-- Dataset content follows --
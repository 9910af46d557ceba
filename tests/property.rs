// Copyright 2020 Xavier Gillard
//
// Permission is hereby granted, free of charge, to any person obtaining a copy of
// this software and associated documentation files (the "Software"), to deal in
// the Software without restriction, including without limitation the rights to
// use, copy, modify, merge, publish, distribute, sublicense, and/or sell copies of
// the Software, and to permit persons to whom the Software is furnished to do so,
// subject to the following conditions:
//
// The above copyright notice and this permission notice shall be included in all
// copies or substantial portions of the Software.
//
// THE SOFTWARE IS PROVIDED "AS IS", WITHOUT WARRANTY OF ANY KIND, EXPRESS OR
// IMPLIED, INCLUDING BUT NOT LIMITED TO THE WARRANTIES OF MERCHANTABILITY, FITNESS
// FOR A PARTICULAR PURPOSE AND NONINFRINGEMENT. IN NO EVENT SHALL THE AUTHORS OR
// COPYRIGHT HOLDERS BE LIABLE FOR ANY CLAIM, DAMAGES OR OTHER LIABILITY, WHETHER
// IN AN ACTION OF CONTRACT, TORT OR OTHERWISE, ARISING FROM, OUT OF OR IN
// CONNECTION WITH THE SOFTWARE OR THE USE OR OTHER DEALINGS IN THE SOFTWARE.

//! Property-based cross-validation against a brute-force `2^V` enumeration
//! oracle (§8): randomized small instances (`V in 1..=12`, `C in 0..20`) must
//! agree with the sweep engine regardless of `--noreduce`, and the two
//! structural invariants (tautology and duplicate-clause insensitivity) must
//! hold on every sampled instance.

use clap::Parser;
use proptest::prelude::*;

use sumc::cli::CliArgs;
use sumc::clause::ClauseStore;
use sumc::driver;
use sumc::limits::NoCutoff;

/// Evaluates `clauses` against every one of the `2^num_vars` assignments and
/// returns the number that satisfy every clause. This is the independent
/// oracle the sweep engine's inclusion-exclusion walk is checked against.
fn brute_force_count(num_vars: u32, clauses: &[Vec<i64>]) -> u64 {
    let mut count = 0u64;
    for assignment in 0..(1u64 << num_vars) {
        // bit (v-1) of `assignment` is true iff variable v is true.
        let satisfied = clauses.iter().all(|clause| {
            clause.iter().any(|&lit| {
                let v = lit.unsigned_abs() as u32 - 1;
                let value = (assignment >> v) & 1 == 1;
                (lit > 0) == value
            })
        });
        if satisfied {
            count += 1;
        }
    }
    count
}

fn store_of(num_vars: u32, clauses: &[Vec<i64>]) -> ClauseStore {
    let mut store = ClauseStore::new(num_vars);
    for c in clauses {
        store.add(c.clone());
    }
    store
}

fn count_with(num_vars: u32, clauses: &[Vec<i64>], extra_args: &[&str]) -> String {
    let mut argv = vec!["sumc"];
    argv.extend_from_slice(extra_args);
    let args = CliArgs::parse_from(argv);
    driver::run(store_of(num_vars, clauses), &args, &NoCutoff)
        .count
        .to_decimal_string()
}

/// Generates a random small CNF instance: `V` in `1..=12` variables, `C` in
/// `0..20` clauses, each clause 1-4 literals over distinct variables.
fn small_instance() -> impl Strategy<Value = (u32, Vec<Vec<i64>>)> {
    (1u32..=12).prop_flat_map(|num_vars| {
        let clause = (1..=4usize)
            .prop_flat_map(move |width| {
                proptest::collection::vec(1..=num_vars, width..=width).prop_flat_map(move |vars| {
                    let signs: Vec<_> = vars.iter().map(|_| proptest::bool::ANY).collect();
                    signs.prop_map(move |signs| {
                        vars.iter()
                            .zip(signs)
                            .map(|(&v, positive)| if positive { v as i64 } else { -(v as i64) })
                            .collect::<Vec<i64>>()
                    })
                })
            })
            .boxed();
        (Just(num_vars), proptest::collection::vec(clause, 0..20))
    })
}

proptest! {
    #![proptest_config(ProptestConfig::with_cases(200))]

    #[test]
    fn counts_match_brute_force_enumeration((num_vars, clauses) in small_instance()) {
        let expected = brute_force_count(num_vars, &clauses).to_string();
        prop_assert_eq!(count_with(num_vars, &clauses, &[]), expected.clone());
        prop_assert_eq!(count_with(num_vars, &clauses, &["--noreduce=1"]), expected);
    }

    #[test]
    fn tautological_clause_does_not_change_the_count((num_vars, mut clauses) in small_instance()) {
        let base = count_with(num_vars, &clauses, &[]);
        clauses.push(vec![1, -1]);
        let with_tautology = count_with(num_vars, &clauses, &[]);
        prop_assert_eq!(base, with_tautology);
    }

    #[test]
    fn duplicated_clause_does_not_change_the_count((num_vars, mut clauses) in small_instance()) {
        prop_assume!(!clauses.is_empty());
        let base = count_with(num_vars, &clauses, &[]);
        let dup = clauses[0].clone();
        clauses.push(dup);
        let with_duplicate = count_with(num_vars, &clauses, &[]);
        prop_assert_eq!(base, with_duplicate);
    }
}
// Copyright 2020 Xavier Gillard
//
// Permission is hereby granted, free of charge, to any person obtaining a copy of
// this software and associated documentation files (the "Software"), to deal in
// the Software without restriction, including without limitation the rights to
// use, copy, modify, merge, publish, distribute, sublicense, and/or sell copies of
// the Software, and to permit persons to whom the Software is furnished to do so,
// subject to the following conditions:
//
// The above copyright notice and this permission notice shall be included in all
// copies or substantial portions of the Software.
//
// THE SOFTWARE IS PROVIDED "AS IS", WITHOUT WARRANTY OF ANY KIND, EXPRESS OR
// IMPLIED, INCLUDING BUT NOT LIMITED TO THE WARRANTIES OF MERCHANTABILITY, FITNESS
// FOR A PARTICULAR PURPOSE AND NONINFRINGEMENT. IN NO EVENT SHALL THE AUTHORS OR
// COPYRIGHT HOLDERS BE LIABLE FOR ANY CLAIM, DAMAGES OR OTHER LIABILITY, WHETHER
// IN AN ACTION OF CONTRACT, TORT OR OTHERWISE, ARISING FROM, OUT OF OR IN
// CONNECTION WITH THE SOFTWARE OR THE USE OR OTHER DEALINGS IN THE SOFTWARE.

//! A thin facade over an arbitrary-precision signed integer, used by the sweep
//! engine to accumulate the signed contribution of every partial assignment.
//! The rest of the crate only ever sees [`Count`]; the `num-bigint` dependency
//! is confined to this module.

use std::cmp::Ordering;
use std::fmt;
use std::ops::{Add, AddAssign, Mul, Neg, Sub};

use num_bigint::BigInt;
use num_traits::{ToPrimitive, Zero};

/// A signed arbitrary-precision integer.
#[derive(Clone, Debug, Eq, PartialEq)]
pub struct Count(BigInt);

impl Count {
    /// The additive identity.
    pub fn zero() -> Self {
        Count(BigInt::zero())
    }

    /// The value `1`.
    pub fn one() -> Self {
        Count(BigInt::from(1))
    }

    /// Builds a count from a machine-sized signed integer.
    pub fn from_i64(v: i64) -> Self {
        Count(BigInt::from(v))
    }

    /// `true` iff this count is exactly zero.
    pub fn is_zero(&self) -> bool {
        self.0.is_zero()
    }

    /// The sign of this count: `-1`, `0` or `1`.
    pub fn signum(&self) -> i32 {
        match self.0.cmp(&BigInt::zero()) {
            Ordering::Less => -1,
            Ordering::Equal => 0,
            Ordering::Greater => 1,
        }
    }

    /// `self * 2^bits`.
    pub fn shl(&self, bits: u32) -> Self {
        Count(&self.0 << bits)
    }

    /// `self / 2^bits`, truncating towards zero as `>>` does not apply to signed
    /// magnitudes here: the sweep only ever shifts down a value that is an exact
    /// multiple of `2^bits` (see the `extra` accounting in the sweep engine), so
    /// truncation is never lossy in practice.
    pub fn shr(&self, bits: u32) -> Self {
        Count(&self.0 >> bits)
    }

    /// Returns `-self`.
    pub fn negated(&self) -> Self {
        Count(-&self.0)
    }

    /// A base-10 approximation of `log10(|self|)`, or `f64::NEG_INFINITY` if zero.
    /// Used only for the `c s log10-estimate` progress line (§6).
    pub fn log10_estimate(&self) -> f64 {
        if self.is_zero() {
            return f64::NEG_INFINITY;
        }
        let decimal = self.0.magnitude().to_str_radix(10);
        let digits = decimal.len();
        let leading_digits = digits.min(12);
        let leading: f64 = decimal[..leading_digits].parse::<f64>().unwrap_or(1.0);
        leading.log10() + (digits - leading_digits) as f64
    }

    /// Renders the value in plain decimal, with a leading `-` for negative counts.
    pub fn to_decimal_string(&self) -> String {
        self.0.to_str_radix(10)
    }

    /// Best-effort conversion to `u64`, used only by tests that compare against a
    /// brute-force oracle on small instances.
    pub fn to_u64(&self) -> Option<u64> {
        self.0.to_u64()
    }
}

impl Default for Count {
    fn default() -> Self {
        Count::zero()
    }
}

impl fmt::Display for Count {
    fn fmt(&self, f: &mut fmt::Formatter<'_>) -> fmt::Result {
        write!(f, "{}", self.0)
    }
}

impl From<i64> for Count {
    fn from(v: i64) -> Self {
        Count::from_i64(v)
    }
}

impl Add for Count {
    type Output = Count;
    fn add(self, rhs: Count) -> Count {
        Count(self.0 + rhs.0)
    }
}

impl<'a> Add<&'a Count> for Count {
    type Output = Count;
    fn add(self, rhs: &'a Count) -> Count {
        Count(self.0 + &rhs.0)
    }
}

impl AddAssign<&Count> for Count {
    fn add_assign(&mut self, rhs: &Count) {
        self.0 += &rhs.0;
    }
}

impl Sub for Count {
    type Output = Count;
    fn sub(self, rhs: Count) -> Count {
        Count(self.0 - rhs.0)
    }
}

impl Neg for Count {
    type Output = Count;
    fn neg(self) -> Count {
        Count(-self.0)
    }
}

impl Mul<u32> for Count {
    type Output = Count;
    fn mul(self, rhs: u32) -> Count {
        Count(self.0 * rhs)
    }
}
// Copyright 2020 Xavier Gillard
//
// Permission is hereby granted, free of charge, to any person obtaining a copy of
// this software and associated documentation files (the "Software"), to deal in
// the Software without restriction, including without limitation the rights to
// use, copy, modify, merge, publish, distribute, sublicense, and/or sell copies of
// the Software, and to permit persons to whom the Software is furnished to do so,
// subject to the following conditions:
//
// The above copyright notice and this permission notice shall be included in all
// copies or substantial portions of the Software.
//
// THE SOFTWARE IS PROVIDED "AS IS", WITHOUT WARRANTY OF ANY KIND, EXPRESS OR
// IMPLIED, INCLUDING BUT NOT LIMITED TO THE WARRANTIES OF MERCHANTABILITY, FITNESS
// FOR A PARTICULAR PURPOSE AND NONINFRINGEMENT. IN NO EVENT SHALL THE AUTHORS OR
// COPYRIGHT HOLDERS BE LIABLE FOR ANY CLAIM, DAMAGES OR OTHER LIABILITY, WHETHER
// IN AN ACTION OF CONTRACT, TORT OR OTHERWISE, ARISING FROM, OUT OF OR IN
// CONNECTION WITH THE SOFTWARE OR THE USE OR OTHER DEALINGS IN THE SOFTWARE.

//! The `sumc` binary: reads a DIMACS CNF instance, runs the counter, and
//! prints the §6 result block. Owns every side effect the library crate
//! avoids - stdout, process exit codes, signal registration - so the library
//! stays embeddable.

use std::io::{BufRead, IsTerminal};
use std::process::ExitCode;
use std::sync::atomic::Ordering;
use std::time::Instant;

use clap::Parser;

use sumc::cli::CliArgs;
use sumc::dimacs;
use sumc::driver;
use sumc::error::Status;
use sumc::limits::{RunBudget, SignalFlags};
use sumc::sweep::Halt;

fn main() -> ExitCode {
    let args = CliArgs::parse();

    env_logger::Builder::new()
        .filter_level(args.log_level())
        .init();

    let signals = SignalFlags::new();
    install_signal_handlers(&signals);

    let store = match read_input(&args) {
        Ok(store) => store,
        Err(e) => {
            eprintln!("c o error: {e}");
            return ExitCode::FAILURE;
        }
    };

    log::info!(
        "loaded instance: {} variables, {} clauses",
        store.num_vars(),
        store.len()
    );

    let started_at = Instant::now();
    let budget = RunBudget::new(args.limits(), signals, started_at);

    let outcome = driver::run(store, &args, &budget);

    let elapsed_seconds = started_at.elapsed().as_secs_f64();
    let cpu_seconds = RunBudget::cpu_seconds_elapsed();

    print_result(&outcome, elapsed_seconds, cpu_seconds);

    if matches!(outcome.halt, Halt::Completed) {
        ExitCode::SUCCESS
    } else {
        ExitCode::FAILURE
    }
}

/// Installs `ctrlc` (SIGINT/SIGTERM) and, on Unix, a `libc::signal` handler
/// for SIGTSTP (§5): both set the atomics `RunBudget` polls rather than
/// acting from within the handler itself.
fn install_signal_handlers(signals: &SignalFlags) {
    let sigint = signals.sigint_handle();
    let sigterm = signals.sigterm_handle();
    let mut seen_once = false;
    if let Err(e) = ctrlc::set_handler(move || {
        // ctrlc only distinguishes "some terminating signal arrived"; a
        // second delivery after the first is treated as the harsher SIGTERM
        // so a stuck run can still be killed outright.
        if seen_once {
            sigterm.store(true, Ordering::Relaxed);
        } else {
            sigint.store(true, Ordering::Relaxed);
            seen_once = true;
        }
    }) {
        log::warn!("failed to install SIGINT/SIGTERM handler: {e}");
    }

    #[cfg(unix)]
    install_sigtstp_handler(signals);
}

#[cfg(unix)]
fn install_sigtstp_handler(signals: &SignalFlags) {
    use std::sync::atomic::AtomicBool;
    use std::sync::OnceLock;

    static SIGTSTP_FLAG: OnceLock<std::sync::Arc<AtomicBool>> = OnceLock::new();
    let _ = SIGTSTP_FLAG.set(signals.sigtstp_handle());

    extern "C" fn handler(_sig: libc::c_int) {
        if let Some(flag) = SIGTSTP_FLAG.get() {
            flag.store(true, Ordering::Relaxed);
        }
    }

    unsafe {
        libc::signal(libc::SIGTSTP, handler as libc::sighandler_t);
    }
}

/// Reads the CNF instance from `args.input`, or stdin if it is `None` or
/// `"-"`. A nonexistent path falls back to stdin, matching the reference
/// reader's leniency (§7).
fn read_input(args: &CliArgs) -> Result<sumc::clause::ClauseStore, sumc::error::CountError> {
    match args.input.as_deref() {
        None | Some("-") => {
            let stdin = std::io::stdin();
            if stdin.is_terminal() {
                log::warn!("reading DIMACS input from an interactive terminal");
            }
            dimacs::read(stdin.lock().lines())
        }
        Some(path) => match std::fs::File::open(path) {
            Ok(file) => dimacs::read(std::io::BufReader::new(file).lines()),
            Err(_) => {
                log::warn!("input file {path} not found, falling back to stdin");
                dimacs::read(std::io::stdin().lock().lines())
            }
        },
    }
}

fn print_result(outcome: &driver::RunOutcome, elapsed_seconds: f64, cpu_seconds: f64) {
    let status = match outcome.halt {
        Halt::Completed => Status::Success,
        Halt::Stopped(reason) => Status::from(reason),
    };

    match outcome.halt {
        Halt::Completed => {
            let satisfiable = !outcome.count.is_zero();
            println!("s {}", if satisfiable { "SATISFIABLE" } else { "UNSATISFIABLE" });
            println!("c s mc");
            println!("c s log10-estimate {}", outcome.count.log10_estimate());
            println!("c s exact arb int {}", outcome.count.to_decimal_string());
        }
        Halt::Stopped(_) => {
            println!("s UNKNOWN");
        }
    }
    println!("c o CPU-TIME-SECONDS={cpu_seconds:.3}");
    println!("c o ELAPSED-TIME-SECONDS={elapsed_seconds:.3}");
    println!("c o STATUS={status}");
    println!("c o OPERATIONS={}", outcome.operations);
}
-- Dataset content concluded --
What needs to be done: Quote every line from the beginning of the entries up to and including the line that contains "every sampled instance.".

Answer section:
repository 9910af46d557ceba
filename tests/property.rs
// Copyright 2020 Xavier Gillard
//
// Permission is hereby granted, free of charge, to any person obtaining a copy of
// this software and associated documentation files (the "Software"), to deal in
// the Software without restriction, including without limitation the rights to
// use, copy, modify, merge, publish, distribute, sublicense, and/or sell copies of
// the Software, and to permit persons to whom the Software is furnished to do so,
// subject to the following conditions:
//
// The above copyright notice and this permission notice shall be included in all
// copies or substantial portions of the Software.
//
// THE SOFTWARE IS PROVIDED "AS IS", WITHOUT WARRANTY OF ANY KIND, EXPRESS OR
// IMPLIED, INCLUDING BUT NOT LIMITED TO THE WARRANTIES OF MERCHANTABILITY, FITNESS
// FOR A PARTICULAR PURPOSE AND NONINFRINGEMENT. IN NO EVENT SHALL THE AUTHORS OR
// COPYRIGHT HOLDERS BE LIABLE FOR ANY CLAIM, DAMAGES OR OTHER LIABILITY, WHETHER
// IN AN ACTION OF CONTRACT, TORT OR OTHERWISE, ARISING FROM, OUT OF OR IN
// CONNECTION WITH THE SOFTWARE OR THE USE OR OTHER DEALINGS IN THE SOFTWARE.

//! Property-based cross-validation against a brute-force `2^V` enumeration
//! oracle (§8): randomized small instances (`V in 1..=12`, `C in 0..20`) must
//! agree with the sweep engine regardless of `--noreduce`, and the two
//! structural invariants (tautology and duplicate-clause insensitivity) must
//! hold on every sampled instance.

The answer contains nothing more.